Treatment (Supportive; No Proven Antiviral)
- Stabilize ABCs; admit moderate/severe cases; ICU if encephalopathy, seizures, or respiratory compromise.
- Seizure control: benzodiazepines → second‑line antiepileptics.
- Manage fever and fluids; maintain electrolytes and nutrition.
- Raised ICP: head‑of‑bed elevation, cautious fluids; consider hyperosmolar therapy with specialist input and neuroimaging.
- Empiric coverage: initiate IV acyclovir (for HSV) and appropriate antibiotics if bacterial meningitis can’t be excluded; de‑escalate when ruled out.

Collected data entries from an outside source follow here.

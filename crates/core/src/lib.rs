//! # Sanskara Core
//!
//! Domain types, traits, and error definitions for the Sanskara context
//! layer: the part of the wedding-planning assistant that gathers plan state,
//! chat history, and recalled memories into a bounded context for the
//! orchestrator model.
//!
//! ## Design Philosophy
//!
//! Every seam is defined as a trait here. Implementations live in their
//! respective crates:
//! - [`MemoryBackend`] and [`Embedder`] → `sanskara-memory`
//! - [`StateSource`] → supplied by the embedding application (database layer)

pub mod context;
pub mod error;
pub mod memory;
pub mod message;
pub mod state;

// Re-export key types at crate root for ergonomics
pub use context::{
    ContextMeta, ContextRequest, ContextScope, Intent, MemorySource, OrchestratorContext,
    RecallPath, SemanticMemory,
};
pub use error::{Error, MemoryError, RecallError, Result, SliceError};
pub use memory::{Embedder, MemoryBackend, MemoryEntry, MemoryKind, MemoryScope};
pub use message::{ChatTurn, ConversationKey, Role};
pub use state::{
    BudgetState, CollaborationState, PendingActions, PlanState, Record, StateSource, TaskState,
    VendorState,
};
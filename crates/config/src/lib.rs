//! Configuration loading, validation, and management for Sanskara.
//!
//! Loads configuration from `~/.sanskara/config.toml` with environment
//! variable overrides. Validates all settings at startup.

use serde::{Deserialize, Serialize};
use std::path::{Path, PathBuf};

/// The root configuration structure.
///
/// Maps directly to `~/.sanskara/config.toml`.
#[derive(Debug, Clone, Serialize, Deserialize)]
pub struct AppConfig {
    /// Namespace for stored memories
    #[serde(default = "default_app_name")]
    pub app_name: String,

    /// Semantic recall settings
    #[serde(default)]
    pub recall: RecallConfig,

    /// Context assembly settings
    #[serde(default)]
    pub context: ContextConfig,

    /// Memory backend settings
    #[serde(default)]
    pub memory: MemoryConfig,

    /// Logging settings
    #[serde(default)]
    pub logging: LoggingConfig,
}

fn default_app_name() -> String {
    "SanskaraAI".into()
}

#[derive(Debug, Clone, Serialize, Deserialize)]
pub struct RecallConfig {
    /// Bypass vector search entirely and return nothing.
    #[serde(default)]
    pub disabled: bool,

    #[serde(default = "default_top_k")]
    pub top_k: usize,

    /// Upper bound on each backend call (vector search, then fallback).
    #[serde(default = "default_timeout_ms")]
    pub timeout_ms: u64,

    #[serde(default = "default_max_fact_chars")]
    pub max_fact_chars: usize,

    /// Only surface entries stored as session summaries.
    #[serde(default)]
    pub summaries_only: bool,
}

fn default_top_k() -> usize {
    5
}
fn default_timeout_ms() -> u64 {
    3000
}
fn default_max_fact_chars() -> usize {
    220
}

impl Default for RecallConfig {
    fn default() -> Self {
        Self {
            disabled: false,
            top_k: default_top_k(),
            timeout_ms: default_timeout_ms(),
            max_fact_chars: default_max_fact_chars(),
            summaries_only: false,
        }
    }
}

#[derive(Debug, Clone, Serialize, Deserialize)]
pub struct ContextConfig {
    /// Recent-message window size.
    #[serde(default = "default_k_turns")]
    pub k_turns: usize,

    /// Soft token budget for the assembled context.
    #[serde(default = "default_max_tokens")]
    pub max_tokens: usize,

    #[serde(default = "default_chars_per_token")]
    pub chars_per_token: usize,

    /// Upper bound on each state-slice fetch.
    #[serde(default = "default_timeout_ms")]
    pub fetch_timeout_ms: u64,

    #[serde(default)]
    pub caps: ListCaps,
}

fn default_k_turns() -> usize {
    6
}
fn default_max_tokens() -> usize {
    6000
}
fn default_chars_per_token() -> usize {
    4
}

impl Default for ContextConfig {
    fn default() -> Self {
        Self {
            k_turns: default_k_turns(),
            max_tokens: default_max_tokens(),
            chars_per_token: default_chars_per_token(),
            fetch_timeout_ms: default_timeout_ms(),
            caps: ListCaps::default(),
        }
    }
}

/// Maximum rows kept per list slice.
#[derive(Debug, Clone, PartialEq, Eq, Serialize, Deserialize)]
#[serde(default)]
pub struct ListCaps {
    pub active_workflows: usize,
    pub relevant_tasks: usize,
    pub shortlisted_vendors: usize,
    pub recent_expenses: usize,
    pub upcoming_events: usize,
    pub overdue_tasks: usize,
    pub urgent_tasks: usize,
    pub upcoming_deadlines: usize,
    pub bookings: usize,
}

impl Default for ListCaps {
    fn default() -> Self {
        Self {
            active_workflows: 10,
            relevant_tasks: 25,
            shortlisted_vendors: 10,
            recent_expenses: 10,
            upcoming_events: 10,
            overdue_tasks: 10,
            urgent_tasks: 10,
            upcoming_deadlines: 5,
            bookings: 20,
        }
    }
}

#[derive(Debug, Clone, Serialize, Deserialize)]
pub struct MemoryConfig {
    /// "sqlite", "in_memory", or "none"
    #[serde(default = "default_memory_backend")]
    pub backend: String,

    /// SQLite database file (relative paths resolve against the config dir)
    #[serde(default = "default_memory_path")]
    pub path: String,

    #[serde(default = "default_embedding_dim")]
    pub embedding_dim: usize,
}

fn default_memory_backend() -> String {
    "sqlite".into()
}
fn default_memory_path() -> String {
    "memories.db".into()
}
fn default_embedding_dim() -> usize {
    256
}

const MEMORY_BACKENDS: &[&str] = &["sqlite", "in_memory", "none"];

impl Default for MemoryConfig {
    fn default() -> Self {
        Self {
            backend: default_memory_backend(),
            path: default_memory_path(),
            embedding_dim: default_embedding_dim(),
        }
    }
}

#[derive(Debug, Clone, Serialize, Deserialize)]
pub struct LoggingConfig {
    #[serde(default = "default_log_level")]
    pub level: String,

    /// Emit JSON lines instead of human-readable output.
    #[serde(default)]
    pub json: bool,
}

fn default_log_level() -> String {
    "info".into()
}

impl Default for LoggingConfig {
    fn default() -> Self {
        Self {
            level: default_log_level(),
            json: false,
        }
    }
}

impl AppConfig {
    /// Load configuration from the default location (`~/.sanskara/config.toml`).
    ///
    /// Environment variables override file values:
    /// - `SANSKARA_APP_NAME`
    /// - `DISABLE_SEMANTIC_RECALL` (`1`, `true`, `True`)
    /// - `SANSKARA_TOP_K`, `SANSKARA_K_TURNS`, `SANSKARA_RECALL_TIMEOUT_MS`
    pub fn load() -> Result<Self, ConfigError> {
        let config_path = Self::config_dir().join("config.toml");
        Self::load_with_env(&config_path)
    }

    /// Load from `path`, then apply environment overrides and re-validate.
    pub fn load_with_env(path: &Path) -> Result<Self, ConfigError> {
        let mut config = Self::load_from(path)?;
        config.apply_overrides(|key| std::env::var(key).ok())?;
        config.validate()?;
        Ok(config)
    }

    /// Load configuration from a specific file path.
    pub fn load_from(path: &Path) -> Result<Self, ConfigError> {
        if !path.exists() {
            tracing::info!("No config file found at {}, using defaults", path.display());
            return Ok(Self::default());
        }

        let content = std::fs::read_to_string(path).map_err(|e| ConfigError::ReadError {
            path: path.to_path_buf(),
            reason: e.to_string(),
        })?;

        let config: Self = toml::from_str(&content).map_err(|e| ConfigError::ParseError {
            path: path.to_path_buf(),
            reason: e.to_string(),
        })?;

        config.validate()?;
        Ok(config)
    }

    /// Apply overrides from a variable lookup. `load` passes the process
    /// environment; tests pass a closure over a fixed map.
    pub fn apply_overrides<F>(&mut self, lookup: F) -> Result<(), ConfigError>
    where
        F: Fn(&str) -> Option<String>,
    {
        if let Some(name) = lookup("SANSKARA_APP_NAME") {
            self.app_name = name;
        }
        if let Some(flag) = lookup("DISABLE_SEMANTIC_RECALL") {
            self.recall.disabled = parse_flag(&flag);
        }
        if let Some(raw) = lookup("SANSKARA_TOP_K") {
            self.recall.top_k = parse_number("SANSKARA_TOP_K", &raw)?;
        }
        if let Some(raw) = lookup("SANSKARA_K_TURNS") {
            self.context.k_turns = parse_number("SANSKARA_K_TURNS", &raw)?;
        }
        if let Some(raw) = lookup("SANSKARA_RECALL_TIMEOUT_MS") {
            self.recall.timeout_ms = parse_number("SANSKARA_RECALL_TIMEOUT_MS", &raw)?;
        }
        Ok(())
    }

    /// Get the configuration directory path.
    pub fn config_dir() -> PathBuf {
        dirs_home().join(".sanskara")
    }

    /// Resolve the SQLite memory path against the config directory.
    pub fn memory_path(&self) -> PathBuf {
        let path = PathBuf::from(&self.memory.path);
        if path.is_absolute() {
            path
        } else {
            Self::config_dir().join(path)
        }
    }

    /// Validate the configuration.
    fn validate(&self) -> Result<(), ConfigError> {
        if self.recall.top_k == 0 {
            return Err(ConfigError::ValidationError(
                "recall.top_k must be at least 1".into(),
            ));
        }
        if self.recall.max_fact_chars == 0 {
            return Err(ConfigError::ValidationError(
                "recall.max_fact_chars must be at least 1".into(),
            ));
        }
        if self.context.k_turns == 0 {
            return Err(ConfigError::ValidationError(
                "context.k_turns must be at least 1".into(),
            ));
        }
        if self.context.chars_per_token == 0 {
            return Err(ConfigError::ValidationError(
                "context.chars_per_token must be at least 1".into(),
            ));
        }
        if self.recall.timeout_ms == 0 || self.context.fetch_timeout_ms == 0 {
            return Err(ConfigError::ValidationError(
                "timeouts must be at least 1ms".into(),
            ));
        }
        if !MEMORY_BACKENDS.contains(&self.memory.backend.as_str()) {
            return Err(ConfigError::ValidationError(format!(
                "unknown memory.backend '{}' (expected one of {})",
                self.memory.backend,
                MEMORY_BACKENDS.join(", ")
            )));
        }
        Ok(())
    }

    /// Generate a default config TOML string.
    pub fn default_toml() -> String {
        let config = Self::default();
        toml::to_string_pretty(&config).unwrap_or_default()
    }
}

impl Default for AppConfig {
    fn default() -> Self {
        Self {
            app_name: default_app_name(),
            recall: RecallConfig::default(),
            context: ContextConfig::default(),
            memory: MemoryConfig::default(),
            logging: LoggingConfig::default(),
        }
    }
}

fn parse_flag(raw: &str) -> bool {
    matches!(raw.trim(), "1" | "true" | "True")
}

fn parse_number<T: std::str::FromStr>(key: &str, raw: &str) -> Result<T, ConfigError> {
    raw.trim()
        .parse()
        .map_err(|_| ConfigError::ValidationError(format!("{key} must be a number, got '{raw}'")))
}

/// Get the user's home directory.
fn dirs_home() -> PathBuf {
    #[cfg(target_os = "windows")]
    {
        std::env::var("USERPROFILE")
            .map(PathBuf::from)
            .unwrap_or_else(|_| PathBuf::from("C:\\Users\\Default"))
    }
    #[cfg(not(target_os = "windows"))]
    {
        std::env::var("HOME")
            .map(PathBuf::from)
            .unwrap_or_else(|_| PathBuf::from("/tmp"))
    }
}

/// Configuration errors.
#[derive(Debug, thiserror::Error)]
pub enum ConfigError {
    #[error("Failed to read config file at {path}: {reason}")]
    ReadError { path: PathBuf, reason: String },

    #[error("Failed to parse config file at {path}: {reason}")]
    ParseError { path: PathBuf, reason: String },

    #[error("Configuration validation failed: {0}")]
    ValidationError(String),
}

#[cfg(test)]
mod tests {
    use super::*;
    use std::collections::HashMap;

    fn env(pairs: &[(&str, &str)]) -> impl Fn(&str) -> Option<String> {
        let map: HashMap<String, String> = pairs
            .iter()
            .map(|(k, v)| (k.to_string(), v.to_string()))
            .collect();
        move |key| map.get(key).cloned()
    }

    #[test]
    fn default_config_is_valid() {
        let config = AppConfig::default();
        assert!(config.validate().is_ok());
        assert_eq!(config.app_name, "SanskaraAI");
        assert_eq!(config.context.k_turns, 6);
        assert_eq!(config.recall.top_k, 5);
        assert!(!config.recall.disabled);
    }

    #[test]
    fn config_roundtrip_toml() {
        let config = AppConfig::default();
        let toml_str = toml::to_string_pretty(&config).unwrap();
        let parsed: AppConfig = toml::from_str(&toml_str).unwrap();
        assert_eq!(parsed.app_name, config.app_name);
        assert_eq!(parsed.context.caps, config.context.caps);
    }

    #[test]
    fn zero_top_k_rejected() {
        let mut config = AppConfig::default();
        config.recall.top_k = 0;
        assert!(config.validate().is_err());
    }

    #[test]
    fn zero_max_fact_chars_rejected() {
        let mut config = AppConfig::default();
        config.recall.max_fact_chars = 0;
        let err = config.validate().unwrap_err();
        assert!(err.to_string().contains("max_fact_chars"));
    }

    #[test]
    fn unknown_backend_rejected() {
        let mut config = AppConfig::default();
        config.memory.backend = "redis".into();
        let err = config.validate().unwrap_err();
        assert!(err.to_string().contains("redis"));
    }

    #[test]
    fn missing_config_file_returns_defaults() {
        let result = AppConfig::load_from(Path::new("/nonexistent/config.toml"));
        assert!(result.is_ok());
        assert_eq!(result.unwrap().recall.timeout_ms, 3000);
    }

    #[test]
    fn partial_file_keeps_defaults() {
        let dir = tempfile::tempdir().unwrap();
        let path = dir.path().join("config.toml");
        std::fs::write(
            &path,
            r#"
app_name = "TestApp"

[context]
k_turns = 3

[context.caps]
relevant_tasks = 7
"#,
        )
        .unwrap();

        let config = AppConfig::load_from(&path).unwrap();
        assert_eq!(config.app_name, "TestApp");
        assert_eq!(config.context.k_turns, 3);
        assert_eq!(config.context.caps.relevant_tasks, 7);
        assert_eq!(config.context.caps.upcoming_deadlines, 5);
        assert_eq!(config.recall.top_k, 5);
    }

    #[test]
    fn malformed_file_is_a_parse_error() {
        let dir = tempfile::tempdir().unwrap();
        let path = dir.path().join("config.toml");
        std::fs::write(&path, "[context\nk_turns = ").unwrap();
        assert!(matches!(
            AppConfig::load_from(&path),
            Err(ConfigError::ParseError { .. })
        ));
    }

    #[test]
    fn env_disables_recall() {
        for value in ["1", "true", "True"] {
            let mut config = AppConfig::default();
            config
                .apply_overrides(env(&[("DISABLE_SEMANTIC_RECALL", value)]))
                .unwrap();
            assert!(config.recall.disabled, "value {value}");
        }

        let mut config = AppConfig::default();
        config
            .apply_overrides(env(&[("DISABLE_SEMANTIC_RECALL", "0")]))
            .unwrap();
        assert!(!config.recall.disabled);
    }

    #[test]
    fn env_overrides_windows() {
        let mut config = AppConfig::default();
        config
            .apply_overrides(env(&[
                ("SANSKARA_TOP_K", "2"),
                ("SANSKARA_K_TURNS", "10"),
                ("SANSKARA_APP_NAME", "Staging"),
            ]))
            .unwrap();
        assert_eq!(config.recall.top_k, 2);
        assert_eq!(config.context.k_turns, 10);
        assert_eq!(config.app_name, "Staging");
    }

    #[test]
    fn env_rejects_non_numeric_window() {
        let mut config = AppConfig::default();
        let err = config
            .apply_overrides(env(&[("SANSKARA_TOP_K", "many")]))
            .unwrap_err();
        assert!(err.to_string().contains("SANSKARA_TOP_K"));
    }

    #[test]
    fn default_toml_generation() {
        let toml_str = AppConfig::default_toml();
        assert!(toml_str.contains("SanskaraAI"));
        assert!(toml_str.contains("[recall]"));
    }
}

- Corticosteroids/antivirals are not routine for JE.
Prognosis
- Case‑fatality among encephalitis cases can be 10–30% depending on setting.
- Of survivors, 30–50% may have long‑term sequelae (motor deficits, seizures, cognitive/behavioral changes).
Prevention
- Vaccination: highly effective for residents/travelers at risk; follow local product schedules (e.g., inactivated Vero‑cell vaccines or live‑attenuated SA14‑14‑2).
- Mosquito avoidance: repellents (DEET/picaridin/IR3535), long sleeves/pants, permethrin‑treated clothing/bed nets, screened housing; reduce standing water.
Red Flags — Seek Urgent Care
- High fever with severe headache/neck stiffness, seizures, confusion/coma, new weakness, breathing difficulty.
Educational information only; suspected JE warrants urgent hospital care and public‑health notification.